Aubrey shook his head, but his expression was easy. Yes, he thought the sleep guy was doing lousy science. Yes, it pissed him off. But the fact that Kim knew all that even before she started talking pulled the sting. All this was part of a conversation they’d had countless times before I knew either one of them, complete with the private shorthand that comes from knowing someone well for a long time. They didn’t mean to exclude me. It just worked out that way.

“So the weird dreams,” I said. “Are they the only thing we’re seeing? Or is there something else we can go on, maybe get a toehold on the problem?”

Kim turned to me.

“It’s the only hard data,” she said. “But I’ve been asking around a little bit since I called you, and . . . well, there are stories. Anecdotal evidence.”

“What kind?” Ex asked.

Kim settled back into the couch, her brow breaking into half a dozen tiny lines. She waved vaguely with one hand, holding her fingers as if she had a cigarette between them. I wondered if she’d ever been a smoker.

“Little things,” she said. “One of the recovery room techs was talking about people coming out of anesthetic saying words and phrases in languages they don’t speak. And apparently there’s been a huge upswing in walk-aways in the last year.”

“Walk-aways?” Chogyi Jake said.

“Patients on the care floors go missing,” Kim said. “Walk out on their own, AMA.”

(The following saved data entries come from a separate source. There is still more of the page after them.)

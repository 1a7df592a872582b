//! Query evaluation
//!
//! Walks the catalogue collections selected by a [`Filter`], applies the
//! generic and kind-specific predicates and returns the ordered matches.
//! Evaluation is pure and never fails: symbols that cannot be resolved, or
//! whose detail block does not fit their kind, are skipped.

mod predicates;
mod term;

pub use predicates::ownership_of;
pub use term::TermMatcher;

use serde::{Deserialize, Serialize};

use crate::catalogue::{Catalogue, Symbol, SymbolDetail, SymbolId, SymbolKind};
use crate::enumerant::Enumerant;
use crate::filter::{Filter, SortOrder};

/// One result row
#[derive(Debug, Clone, Copy, PartialEq, Eq, Hash, Serialize, Deserialize)]
pub struct Match {
    pub kind: SymbolKind,
    pub id: SymbolId,
}

impl Match {
    pub fn new(kind: SymbolKind, id: SymbolId) -> Self {
        Self { kind, id }
    }
}

/// Evaluate `filter` against `catalogue`.
///
/// Kinds are scanned in declaration order and catalogue order is kept
/// within a kind, unless the filter asks for a sort by qualified name.
pub fn evaluate(catalogue: &Catalogue, filter: &Filter, term: Option<&str>) -> Vec<Match> {
    let kinds = filter.kinds();
    let class_path = filter.class_path();
    let matcher = TermMatcher::new(term);

    let mut matches = Vec::new();
    for &kind in SymbolKind::ALL {
        if !kinds.contains(kind) {
            continue;
        }

        for &id in catalogue.symbols(kind) {
            let Some(symbol) = catalogue.get(id) else {
                tracing::trace!(%id, %kind, "skipping unresolved symbol");
                continue;
            };
            if !symbol.qualified_name.starts_with(class_path)
                || !matcher.matches(&symbol.local_name)
            {
                continue;
            }
            if kind_matches(catalogue, filter, kind, symbol) {
                matches.push(Match::new(kind, id));
            }
        }
    }

    sort_matches(catalogue, &mut matches, filter.sort());

    tracing::debug!(
        filter = %filter,
        term = term.unwrap_or(""),
        matches = matches.len(),
        "evaluated query"
    );
    matches
}

fn kind_matches(
    catalogue: &Catalogue,
    filter: &Filter,
    kind: SymbolKind,
    symbol: &Symbol,
) -> bool {
    if !symbol.detail.fits(kind) {
        tracing::trace!(
            name = %symbol.qualified_name,
            %kind,
            "skipping symbol with mismatched detail"
        );
        return false;
    }

    match &symbol.detail {
        SymbolDetail::Plain => true,
        SymbolDetail::Class(class) => predicates::class_matches(catalogue, filter, class),
        SymbolDetail::Enum(detail) => predicates::enum_matches(filter, detail),
        SymbolDetail::Member(member) => {
            predicates::member_matches(catalogue, filter, symbol, member)
        }
    }
}

fn qualified_name<'a>(catalogue: &'a Catalogue, m: &Match) -> &'a str {
    catalogue
        .get(m.id)
        .map(|symbol| symbol.qualified_name.as_str())
        .unwrap_or("")
}

/// Stable, so equal names keep scan order.
fn sort_matches(catalogue: &Catalogue, matches: &mut [Match], order: SortOrder) {
    match order {
        SortOrder::Unsorted => {}
        SortOrder::Asc => matches
            .sort_by(|a, b| qualified_name(catalogue, a).cmp(qualified_name(catalogue, b))),
        SortOrder::Desc => matches
            .sort_by(|a, b| qualified_name(catalogue, b).cmp(qualified_name(catalogue, a))),
    }
}
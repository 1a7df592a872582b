//! Query filter
//!
//! A [`Filter`] holds one typed [`OptionValue`] per schema entry and is
//! built from free-form `name:value` tokens. Options not mentioned keep
//! their schema default. Parsing is all-or-nothing.

mod error;
mod schema;
mod set;
mod value;

pub use error::FilterError;
pub use schema::{OptionId, OptionSpec, OptionType, OPTION_COUNT, SCHEMA};
pub use set::EnumSet;
pub use value::{Flag, OptionValue, SortOrder};

use regex::Regex;
use serde::Serialize;
use serde_json::{Map, Value};

use crate::catalogue::{
    CompoundKind, Linkage, Ownership, Qualifiers, SymbolKind, ValueCategory, Virtuality,
};

lazy_static::lazy_static! {
    /// `name:value` with no whitespace anywhere. The name ends at the first colon.
    static ref TOKEN_RE: Regex =
        Regex::new(r"^([^\s:]+):(\S*)$").expect("token pattern is a valid regex");
}

fn split_token(token: &str) -> Option<(&str, &str)> {
    let captures = TOKEN_RE.captures(token)?;
    Some((captures.get(1)?.as_str(), captures.get(2)?.as_str()))
}

/// Typed query options, one per schema entry
#[derive(Debug, Clone, PartialEq, Eq)]
pub struct Filter {
    values: [OptionValue; OPTION_COUNT],
}

/// One row of the filter help listing
#[derive(Debug, Clone, PartialEq, Eq, Serialize)]
pub struct OptionHelp {
    pub name: &'static str,
    pub default: String,
    pub description: &'static str,
}

impl Default for Filter {
    fn default() -> Self {
        Self {
            values: std::array::from_fn(|index| SCHEMA[index].default_value()),
        }
    }
}

impl Filter {
    /// Parse `name:value` tokens on top of the defaults.
    ///
    /// A later token for the same option replaces an earlier one.
    pub fn parse<I, S>(tokens: I) -> Result<Self, FilterError>
    where
        I: IntoIterator<Item = S>,
        S: AsRef<str>,
    {
        let mut filter = Self::default();
        for token in tokens {
            filter.apply_token(token.as_ref())?;
        }
        Ok(filter)
    }

    /// Parse a whitespace-separated token string, e.g. a rendered filter.
    pub fn parse_str(tokens: &str) -> Result<Self, FilterError> {
        Self::parse(tokens.split_whitespace())
    }

    fn apply_token(&mut self, token: &str) -> Result<(), FilterError> {
        let (name, raw) =
            split_token(token).ok_or_else(|| FilterError::MalformedToken(token.to_string()))?;

        let id =
            OptionId::from_name(name).ok_or_else(|| FilterError::UnknownOption(name.to_string()))?;
        let value = id
            .spec()
            .kind
            .parse(raw)
            .map_err(|piece| FilterError::UnknownEnumerant {
                option: id.name().to_string(),
                value: piece,
            })?;
        self.values[id.index()] = value;
        Ok(())
    }

    pub fn get(&self, id: OptionId) -> &OptionValue {
        &self.values[id.index()]
    }

    /// Replace one option. The value must have the option's declared type.
    pub fn set(&mut self, id: OptionId, value: OptionValue) -> Result<(), FilterError> {
        let expected = id.spec().kind;
        if value.option_type() != expected {
            return Err(FilterError::TypeMismatch {
                option: id.name().to_string(),
                found: format!("{:?}", value.option_type()),
            });
        }
        // must survive a render and re-parse
        let rendered = value.to_string();
        if rendered.chars().any(char::is_whitespace) {
            return Err(FilterError::MalformedToken(format!("{}:{}", id.name(), rendered)));
        }
        self.values[id.index()] = value;
        Ok(())
    }

    /// `(option, value)` pairs in schema order
    pub fn iter(&self) -> impl Iterator<Item = (OptionId, &OptionValue)> + '_ {
        OptionId::ALL.iter().map(move |&id| (id, self.get(id)))
    }

    pub fn kinds(&self) -> EnumSet<SymbolKind> {
        match self.get(OptionId::Entity) {
            OptionValue::Kinds(set) => *set,
            other => unreachable!("entity holds {:?}", other),
        }
    }

    pub fn ownership(&self) -> EnumSet<Ownership> {
        match self.get(OptionId::MType) {
            OptionValue::Ownership(set) => *set,
            other => unreachable!("mtype holds {:?}", other),
        }
    }

    pub fn value_categories(&self) -> EnumSet<ValueCategory> {
        match self.get(OptionId::VType) {
            OptionValue::ValueCategories(set) => *set,
            other => unreachable!("vtype holds {:?}", other),
        }
    }

    pub fn compound_kinds(&self) -> EnumSet<CompoundKind> {
        match self.get(OptionId::CType) {
            OptionValue::Compounds(set) => *set,
            other => unreachable!("ctype holds {:?}", other),
        }
    }

    pub fn linkages(&self) -> EnumSet<Linkage> {
        match self.get(OptionId::Linkage) {
            OptionValue::Linkages(set) => *set,
            other => unreachable!("linkage holds {:?}", other),
        }
    }

    pub fn qualifiers(&self) -> EnumSet<Qualifiers> {
        match self.get(OptionId::Quals) {
            OptionValue::Qualifiers(set) => *set,
            other => unreachable!("quals holds {:?}", other),
        }
    }

    pub fn virtuality(&self) -> EnumSet<Virtuality> {
        match self.get(OptionId::Virtual) {
            OptionValue::Virtuality(set) => *set,
            other => unreachable!("virtual holds {:?}", other),
        }
    }

    pub fn bases(&self) -> &[String] {
        match self.get(OptionId::Bases) {
            OptionValue::List(items) => items,
            other => unreachable!("bases holds {:?}", other),
        }
    }

    pub fn class_path(&self) -> &str {
        match self.get(OptionId::CPath) {
            OptionValue::Text(text) => text,
            other => unreachable!("cpath holds {:?}", other),
        }
    }

    pub fn constexpr(&self) -> Flag {
        match self.get(OptionId::Constexpr) {
            OptionValue::Flag(flag) => *flag,
            other => unreachable!("constexpr holds {:?}", other),
        }
    }

    pub fn sort(&self) -> SortOrder {
        match self.get(OptionId::Sort) {
            OptionValue::Sort(order) => *order,
            other => unreachable!("sort holds {:?}", other),
        }
    }

    /// One `name: value` line per option
    pub fn to_pretty_string(&self) -> String {
        self.iter()
            .map(|(id, value)| format!("{}: {}", id.name(), value))
            .collect::<Vec<_>>()
            .join("\n")
    }

    /// `{ name: value }` object for machine consumption
    pub fn to_json(&self) -> Value {
        let map: Map<String, Value> = self
            .iter()
            .map(|(id, value)| (id.name().to_string(), value.to_json()))
            .collect();
        Value::Object(map)
    }

    /// Help listing with each option's default and description.
    pub fn describe() -> Vec<OptionHelp> {
        SCHEMA
            .iter()
            .map(|spec| OptionHelp {
                name: spec.name,
                default: spec.default_value().to_string(),
                description: spec.description,
            })
            .collect()
    }
}

impl std::fmt::Display for Filter {
    /// Space-separated `name:value` tokens that parse back to the same filter.
    fn fmt(&self, f: &mut std::fmt::Formatter<'_>) -> std::fmt::Result {
        for (i, (id, value)) in self.iter().enumerate() {
            if i > 0 {
                f.write_str(" ")?;
            }
            write!(f, "{}:{}", id.name(), value)?;
        }
        Ok(())
    }
}

impl std::str::FromStr for Filter {
    type Err = FilterError;

    fn from_str(s: &str) -> Result<Self, Self::Err> {
        Self::parse_str(s)
    }
}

“Against medical advice,” Aubrey said, anticipating my next question.

“Any signs of riders?” Ex asked.

Kim’s sigh was sharp.

“I can’t find anything,” she said carefully. “I used some of the things Eric taught me. The Mark of Kadashman-Enlil and de Lancre’s candle meditation.”

“De Lancre?” Chogyi Jake said, a little taken aback.

“What’s de Lancre?” I asked.

“Seventeenth-century demonologist,” Ex said. “Witchfinder. Burned a lot of women and Jews. He’s not generally very well regarded.”

“Be that as it may,” Kim said, “I can’t find anyone who seems like a good suspect. I won’t say there aren’t any riders in the hospital, but if there are I haven’t found them. And I can’t explain what I have seen.”

“Meaning Oonishi’s data,” Aubrey said.

“Yes,” said Chogyi Jake. “Could we actually see that recording?”

While Kim fished around in her purse, I went back to my bedroom to get my laptop. I had the master suite with my own bathroom and a king-sized bed and a window that would probably look better in the morning. Aubrey’s bags were in there too, open and empty. I stopped for a few seconds to open the dresser and see his socks there beside my own. The little bits of cloth tangled together calmed me, and I went back into the living room feeling a little more grounded. Kim handed me a thumb drive, and I popped it in one of the laptop’s USB ports. It took a minute to get the right application up, but then a huge window opened. We all crowded close to watch. The resolution sucked, but if I squinted, it was like seeing some old silent horror film. Count Orlok rising from his grave. The dream images went white, then flickered with strange things. An eye. A mouth. An oddly shaped hand. I felt a deep stillness in me, like they were things I recognized except for the bit where I didn’t know what they were.

“Well,” Aubrey said from just behind me, “the box looks like maybe an interment binding?”

“Symbolic burial,” Chogyi Jake said with what sounded like agreement. “But if it’s leaking like this, not a totally successful one. It could also be some kind of historical echo.”

“What about that hand?” Ex said. “Did that seem familiar to anyone?”

“Couldn’t tell much about it,” Aubrey said. “It was pretty blurred.”

“Could it have been a Masonic reference?” Kim asked.

“Maybe Daughters of the Nile,” Ex said, but his voice carried a weight of skepticism.

The conversation dove into references and occult theory deeper than my personal bookshelf went. I detached myself from the group and headed for the kitchen. When they’d hashed it out, I’d get the FAQ version. That was how it usually went, and the scheme worked for me well.